Please check out rpmfusion.org for all the usual disclaimers. Some of the software needed for h.264 is for non-commercial use only and/or patent encumbered.
Fedora now ships with Firefox 31 that has gstreamer1 support enabled. That means that you can finally use HTML5 h264 video on youtube and vimeo if you install a few codecs. This snippet should work even on freshly installed Fedora 20.
This post should apply to other Linux distributions as well but the packages names will be different. Type about:buildconfig into the address bar in Firefox. If it contains –enable-gstreamer=1.0 you are good to go.
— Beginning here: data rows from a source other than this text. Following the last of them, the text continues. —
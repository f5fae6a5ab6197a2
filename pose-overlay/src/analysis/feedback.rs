//! Feedback panel markup

/// Render feedback lines as an HTML list. No feedback renders nothing.
pub fn feedback_markup(feedback: &[String]) -> String {
    if feedback.is_empty() {
        return String::new();
    }

    let mut html = String::from("<h3>Feedback</h3><ul class=\"feedback\">");
    for line in feedback {
        html.push_str("<li>");
        html.push_str(&escape_html(line));
        html.push_str("</li>");
    }
    html.push_str("</ul>");
    html
}

fn escape_html(text: &str) -> String {
    let mut out = String::with_capacity(text.len());
    for c in text.chars() {
        match c {
            '&' => out.push_str("&amp;"),
            '<' => out.push_str("&lt;"),
            '>' => out.push_str("&gt;"),
            '"' => out.push_str("&quot;"),
            '\'' => out.push_str("&#39;"),
            _ => out.push(c),
        }
    }
    out
}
# only if you don't have rpmfusion enabled already yum localinstall http://download1.rpmfusion.org/free/fedora/rpmfusion-free-release-$(rpm -E %fedora).noarch.rpm http://download1.rpmfusion.org/nonfree/fedora/rpmfusion-nonfree-release-$(rpm -E %fedora).noarch.rpm yum install gstreamer1-libav gstreamer1-vaapi gstreamer1-plugins-{good,good-extras,ugly} -y # only if you want bad plugins # yum install gstreamer1-plugins-bad-free gstreamer1-plugins-bad-freeworld -y
Now restart Firefox and test the h264 support. You can use https://www.youtube.com/html5 for testing, the h264 bar should be green. Or try looking at any vimeo video.
If your firefox does not play h.264 videos at this point, check that you really installed gstreamer1 plugins and not the “gstreamer 0.10”. These are prefixed with just gstreamer- in Fedora.
UPDATE: This works on Fedora 21 as well.
UPDATE: This works on Fedora 22 as well.
UPDATE: This works on Fedora 23 as well.
UPDATE: This works on Fedora 24 as well.